What you are asked to do —
Please give the data again in full, precisely as it is written.

Input material —
=== Section Start ===
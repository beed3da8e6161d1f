//! Local validation shared by the registry, the pipeline and the query engine
//!
//! Everything here runs before any backend call.

use crate::error::{VectorError, VectorResult};
use crate::metadata::{Metadata, RESERVED_METADATA_PREFIX};
use crate::types::BackendType;

/// Maximum collection name length in bytes
pub const MAX_COLLECTION_NAME_LEN: usize = 256;

/// Validate a collection name
///
/// Names must be non-empty, at most 256 bytes, free of `/` and NUL, and
/// must not start with `_` (reserved).
pub fn validate_collection_name(name: &str) -> VectorResult<()> {
    let invalid = |reason: &str| VectorError::InvalidCollectionName {
        name: name.to_string(),
        reason: reason.to_string(),
    };

    if name.is_empty() {
        return Err(invalid("Collection name cannot be empty"));
    }
    if name.len() > MAX_COLLECTION_NAME_LEN {
        return Err(invalid("Collection name exceeds 256 bytes"));
    }
    if name.contains('/') {
        return Err(invalid("Collection name cannot contain '/'"));
    }
    if name.contains('\0') {
        return Err(invalid("Collection name cannot contain null bytes"));
    }
    if name.starts_with('_') {
        return Err(invalid("Collection name cannot start with '_' (reserved)"));
    }
    Ok(())
}

/// Validate collection dimensions for a backend
pub fn validate_dimensions(dimensions: usize, backend: BackendType) -> VectorResult<()> {
    let max = backend.max_dimensions();
    if dimensions == 0 || dimensions > max {
        return Err(VectorError::InvalidDimensions { dimensions, max });
    }
    Ok(())
}

/// Validate an embedding against the collection dimensions
///
/// `index` is the record position for ingestion, None for queries.
pub fn validate_embedding(
    embedding: &[f32],
    expected: usize,
    index: Option<usize>,
) -> VectorResult<()> {
    if embedding.len() != expected {
        return Err(VectorError::DimensionMismatch {
            expected,
            got: embedding.len(),
            index,
        });
    }
    if let Some(pos) = embedding.iter().position(|v| !v.is_finite()) {
        return Err(VectorError::InvalidEmbedding {
            index,
            reason: format!("component {} is not finite", pos),
        });
    }
    Ok(())
}

/// Validate metadata keys
pub fn validate_metadata(metadata: &Metadata) -> VectorResult<()> {
    for key in metadata.keys() {
        if key.is_empty() {
            return Err(VectorError::InvalidMetadata {
                key: key.clone(),
                reason: "metadata keys cannot be empty".to_string(),
            });
        }
        if key.starts_with(RESERVED_METADATA_PREFIX) {
            return Err(VectorError::InvalidMetadata {
                key: key.clone(),
                reason: format!("prefix '{}' is reserved", RESERVED_METADATA_PREFIX),
            });
        }
    }
    Ok(())
}

/// Validate top_k against the configured ceiling
pub fn validate_top_k(top_k: usize, max: usize) -> VectorResult<()> {
    if top_k == 0 || top_k > max {
        return Err(VectorError::InvalidTopK {
            requested: top_k,
            max,
        });
    }
    Ok(())
}
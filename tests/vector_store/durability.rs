//! Durability Tests
//!
//! The registry survives a reopen; the vectors live in the backend, which
//! the tests share between store instances.

use crate::*;
use std::fs;
use vectorhub::{
    BackendType, CollectionId, CollectionRef, ErrorKind, MemoryMetadataStore, MetadataStore,
    RegistrySnapshot, SearchQuery,
};

async fn open_at(backend: Arc<dyn VectorBackend>, path: &std::path::Path) -> VectorResult<VectorStore> {
    init_tracing();
    VectorStore::builder()
        .with_backend(backend)
        .registry_path(path)
        .open()
        .await
}

#[tokio::test]
async fn test_collections_survive_reopen() {
    let dir = tempfile::tempdir().unwrap();
    let path = dir.path().join("registry.vhrg");
    let backend: Arc<dyn VectorBackend> = Arc::new(MemoryBackend::new(100));

    let docs = {
        let store = open_at(backend.clone(), &path).await.unwrap();
        let docs = store.create_collection(&alice(), "docs", 3).await.unwrap();
        store
            .add_vectors(
                &alice(),
                docs.id,
                vec![
                    VectorRecord::new(vec![1.0, 0.0, 0.0]).with_document_id("a"),
                    VectorRecord::new(vec![0.0, 1.0, 0.0]).with_document_id("b"),
                ],
            )
            .await
            .unwrap();
        docs
    };
    assert!(path.exists());

    let store = open_at(backend, &path).await.unwrap();
    let reopened = store.get_collection(&alice(), "docs").await.unwrap();
    assert_eq!(reopened, docs);

    let hits = store
        .search(&alice(), docs.id, SearchQuery::new(vec![1.0, 0.0, 0.0]).with_top_k(1))
        .await
        .unwrap();
    assert_eq!(hits[0].document_id.as_deref(), Some("a"));
}

#[tokio::test]
async fn test_ids_continue_after_reopen() {
    let dir = tempfile::tempdir().unwrap();
    let path = dir.path().join("registry.vhrg");
    let backend: Arc<dyn VectorBackend> = Arc::new(MemoryBackend::new(100));

    let first = {
        let store = open_at(backend.clone(), &path).await.unwrap();
        let first = store.create_collection(&alice(), "first", 3).await.unwrap();
        let doomed = store.create_collection(&alice(), "doomed", 3).await.unwrap();
        store.delete_collection(&alice(), doomed.id).await.unwrap();
        first
    };

    let store = open_at(backend, &path).await.unwrap();
    let next = store.create_collection(&alice(), "next", 3).await.unwrap();
    assert!(next.id > CollectionId(first.id.as_u64() + 1));
    assert!(store.get_collection(&alice(), "doomed").await.unwrap_err().is_not_found());
}

#[tokio::test]
async fn test_corrupted_registry_refuses_to_open() {
    let dir = tempfile::tempdir().unwrap();
    let path = dir.path().join("registry.vhrg");
    let backend: Arc<dyn VectorBackend> = Arc::new(MemoryBackend::new(100));

    {
        let store = open_at(backend.clone(), &path).await.unwrap();
        store.create_collection(&alice(), "docs", 3).await.unwrap();
    }

    let mut bytes = fs::read(&path).unwrap();
    let last = bytes.len() - 1;
    bytes[last] ^= 0xFF;
    fs::write(&path, &bytes).unwrap();

    let err = open_at(backend, &path).await.unwrap_err();
    assert!(matches!(err, VectorError::Corruption(_)), "got {:?}", err);
    assert_eq!(err.kind(), ErrorKind::Internal);
}

#[tokio::test]
async fn test_missing_registry_file_opens_empty() {
    let dir = tempfile::tempdir().unwrap();
    let path = dir.path().join("fresh.vhrg");

    let store = open_at(Arc::new(MemoryBackend::new(100)), &path).await.unwrap();
    assert!(store.list_collections(&alice()).await.unwrap().is_empty());
}

#[tokio::test]
async fn test_foreign_backend_collection_reads_as_not_found() {
    let metadata = Arc::new(MemoryMetadataStore::new());
    metadata
        .save(&RegistrySnapshot {
            next_id: 8,
            collections: vec![Collection {
                id: CollectionId(7),
                owner: alice(),
                name: "legacy".to_string(),
                dimensions: 3,
                backend_type: BackendType::Postgres,
                created_at: chrono::Utc::now(),
                description: None,
                metadata: Default::default(),
            }],
        })
        .unwrap();

    init_tracing();
    let store = VectorStore::builder()
        .with_metadata_store(metadata)
        .open()
        .await
        .unwrap();

    let err = store
        .get_collection(&alice(), CollectionRef::Id(CollectionId(7)))
        .await
        .unwrap_err();
    assert!(matches!(err, VectorError::BackendMismatch { .. }));
    assert!(err.is_not_found());
    assert_eq!(err.status_code(), 404);

    let err = store
        .search(&alice(), CollectionId(7), SearchQuery::new(vec![1.0, 0.0, 0.0]))
        .await
        .unwrap_err();
    assert!(err.is_not_found());

    let fresh = store.create_collection(&alice(), "fresh", 3).await.unwrap();
    assert_eq!(fresh.id, CollectionId(8));
}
=== Section End ===
Solution to this problem —
repository beed3da8e6161d1f
//! Local validation shared by the registry, the pipeline and the query engine
//!
//! Everything here runs before any backend call.

use crate::error::{VectorError, VectorResult};
use crate::metadata::{Metadata, RESERVED_METADATA_PREFIX};
use crate::types::BackendType;

/// Maximum collection name length in bytes
pub const MAX_COLLECTION_NAME_LEN: usize = 256;

/// Validate a collection name
///
/// Names must be non-empty, at most 256 bytes, free of `/` and NUL, and
/// must not start with `_` (reserved).
pub fn validate_collection_name(name: &str) -> VectorResult<()> {
    let invalid = |reason: &str| VectorError::InvalidCollectionName {
        name: name.to_string(),
        reason: reason.to_string(),
    };

    if name.is_empty() {
        return Err(invalid("Collection name cannot be empty"));
    }
    if name.len() > MAX_COLLECTION_NAME_LEN {
        return Err(invalid("Collection name exceeds 256 bytes"));
    }
    if name.contains('/') {
        return Err(invalid("Collection name cannot contain '/'"));
    }
    if name.contains('\0') {
        return Err(invalid("Collection name cannot contain null bytes"));
    }
    if name.starts_with('_') {
        return Err(invalid("Collection name cannot start with '_' (reserved)"));
    }
    Ok(())
}

/// Validate collection dimensions for a backend
pub fn validate_dimensions(dimensions: usize, backend: BackendType) -> VectorResult<()> {
    let max = backend.max_dimensions();
    if dimensions == 0 || dimensions > max {
        return Err(VectorError::InvalidDimensions { dimensions, max });
    }
    Ok(())
}

/// Validate an embedding against the collection dimensions
///
/// `index` is the record position for ingestion, None for queries.
pub fn validate_embedding(
    embedding: &[f32],
    expected: usize,
    index: Option<usize>,
) -> VectorResult<()> {
    if embedding.len() != expected {
        return Err(VectorError::DimensionMismatch {
            expected,
            got: embedding.len(),
            index,
        });
    }
    if let Some(pos) = embedding.iter().position(|v| !v.is_finite()) {
        return Err(VectorError::InvalidEmbedding {
            index,
            reason: format!("component {} is not finite", pos),
        });
    }
    Ok(())
}

/// Validate metadata keys
pub fn validate_metadata(metadata: &Metadata) -> VectorResult<()> {
    for key in metadata.keys() {
        if key.is_empty() {
            return Err(VectorError::InvalidMetadata {
                key: key.clone(),
                reason: "metadata keys cannot be empty".to_string(),
            });
        }
        if key.starts_with(RESERVED_METADATA_PREFIX) {
            return Err(VectorError::InvalidMetadata {
                key: key.clone(),
                reason: format!("prefix '{}' is reserved", RESERVED_METADATA_PREFIX),
            });
        }
    }
    Ok(())
}

/// Validate top_k against the configured ceiling
pub fn validate_top_k(top_k: usize, max: usize) -> VectorResult<()> {
    if top_k == 0 || top_k > max {
        return Err(VectorError::InvalidTopK {
            requested: top_k,
            max,
        });
    }
    Ok(())
}
filename tests/vector_store/durability.rs
//! Durability Tests
//!
//! The registry survives a reopen; the vectors live in the backend, which
//! the tests share between store instances.

use crate::*;
use std::fs;
use vectorhub::{
    BackendType, CollectionId, CollectionRef, ErrorKind, MemoryMetadataStore, MetadataStore,
    RegistrySnapshot, SearchQuery,
};

async fn open_at(backend: Arc<dyn VectorBackend>, path: &std::path::Path) -> VectorResult<VectorStore> {
    init_tracing();
    VectorStore::builder()
        .with_backend(backend)
        .registry_path(path)
        .open()
        .await
}

#[tokio::test]
async fn test_collections_survive_reopen() {
    let dir = tempfile::tempdir().unwrap();
    let path = dir.path().join("registry.vhrg");
    let backend: Arc<dyn VectorBackend> = Arc::new(MemoryBackend::new(100));

    let docs = {
        let store = open_at(backend.clone(), &path).await.unwrap();
        let docs = store.create_collection(&alice(), "docs", 3).await.unwrap();
        store
            .add_vectors(
                &alice(),
                docs.id,
                vec![
                    VectorRecord::new(vec![1.0, 0.0, 0.0]).with_document_id("a"),
                    VectorRecord::new(vec![0.0, 1.0, 0.0]).with_document_id("b"),
                ],
            )
            .await
            .unwrap();
        docs
    };
    assert!(path.exists());

    let store = open_at(backend, &path).await.unwrap();
    let reopened = store.get_collection(&alice(), "docs").await.unwrap();
    assert_eq!(reopened, docs);

    let hits = store
        .search(&alice(), docs.id, SearchQuery::new(vec![1.0, 0.0, 0.0]).with_top_k(1))
        .await
        .unwrap();
    assert_eq!(hits[0].document_id.as_deref(), Some("a"));
}

#[tokio::test]
async fn test_ids_continue_after_reopen() {
    let dir = tempfile::tempdir().unwrap();
    let path = dir.path().join("registry.vhrg");
    let backend: Arc<dyn VectorBackend> = Arc::new(MemoryBackend::new(100));

    let first = {
        let store = open_at(backend.clone(), &path).await.unwrap();
        let first = store.create_collection(&alice(), "first", 3).await.unwrap();
        let doomed = store.create_collection(&alice(), "doomed", 3).await.unwrap();
        store.delete_collection(&alice(), doomed.id).await.unwrap();
        first
    };

    let store = open_at(backend, &path).await.unwrap();
    let next = store.create_collection(&alice(), "next", 3).await.unwrap();
    assert!(next.id > CollectionId(first.id.as_u64() + 1));
    assert!(store.get_collection(&alice(), "doomed").await.unwrap_err().is_not_found());
}

#[tokio::test]
async fn test_corrupted_registry_refuses_to_open() {
    let dir = tempfile::tempdir().unwrap();
    let path = dir.path().join("registry.vhrg");
    let backend: Arc<dyn VectorBackend> = Arc::new(MemoryBackend::new(100));

    {
        let store = open_at(backend.clone(), &path).await.unwrap();
        store.create_collection(&alice(), "docs", 3).await.unwrap();
    }

    let mut bytes = fs::read(&path).unwrap();
    let last = bytes.len() - 1;
    bytes[last] ^= 0xFF;
    fs::write(&path, &bytes).unwrap();

    let err = open_at(backend, &path).await.unwrap_err();
    assert!(matches!(err, VectorError::Corruption(_)), "got {:?}", err);
    assert_eq!(err.kind(), ErrorKind::Internal);
}

#[tokio::test]
async fn test_missing_registry_file_opens_empty() {
    let dir = tempfile::tempdir().unwrap();
    let path = dir.path().join("fresh.vhrg");

    let store = open_at(Arc::new(MemoryBackend::new(100)), &path).await.unwrap();
    assert!(store.list_collections(&alice()).await.unwrap().is_empty());
}

#[tokio::test]
async fn test_foreign_backend_collection_reads_as_not_found() {
    let metadata = Arc::new(MemoryMetadataStore::new());
    metadata
        .save(&RegistrySnapshot {
            next_id: 8,
            collections: vec![Collection {
                id: CollectionId(7),
                owner: alice(),
                name: "legacy".to_string(),
                dimensions: 3,
                backend_type: BackendType::Postgres,
                created_at: chrono::Utc::now(),
                description: None,
                metadata: Default::default(),
            }],
        })
        .unwrap();

    init_tracing();
    let store = VectorStore::builder()
        .with_metadata_store(metadata)
        .open()
        .await
        .unwrap();

    let err = store
        .get_collection(&alice(), CollectionRef::Id(CollectionId(7)))
        .await
        .unwrap_err();
    assert!(matches!(err, VectorError::BackendMismatch { .. }));
    assert!(err.is_not_found());
    assert_eq!(err.status_code(), 404);

    let err = store
        .search(&alice(), CollectionId(7), SearchQuery::new(vec![1.0, 0.0, 0.0]))
        .await
        .unwrap_err();
    assert!(err.is_not_found());

    let fresh = store.create_collection(&alice(), "fresh", 3).await.unwrap();
    assert_eq!(fresh.id, CollectionId(8));
}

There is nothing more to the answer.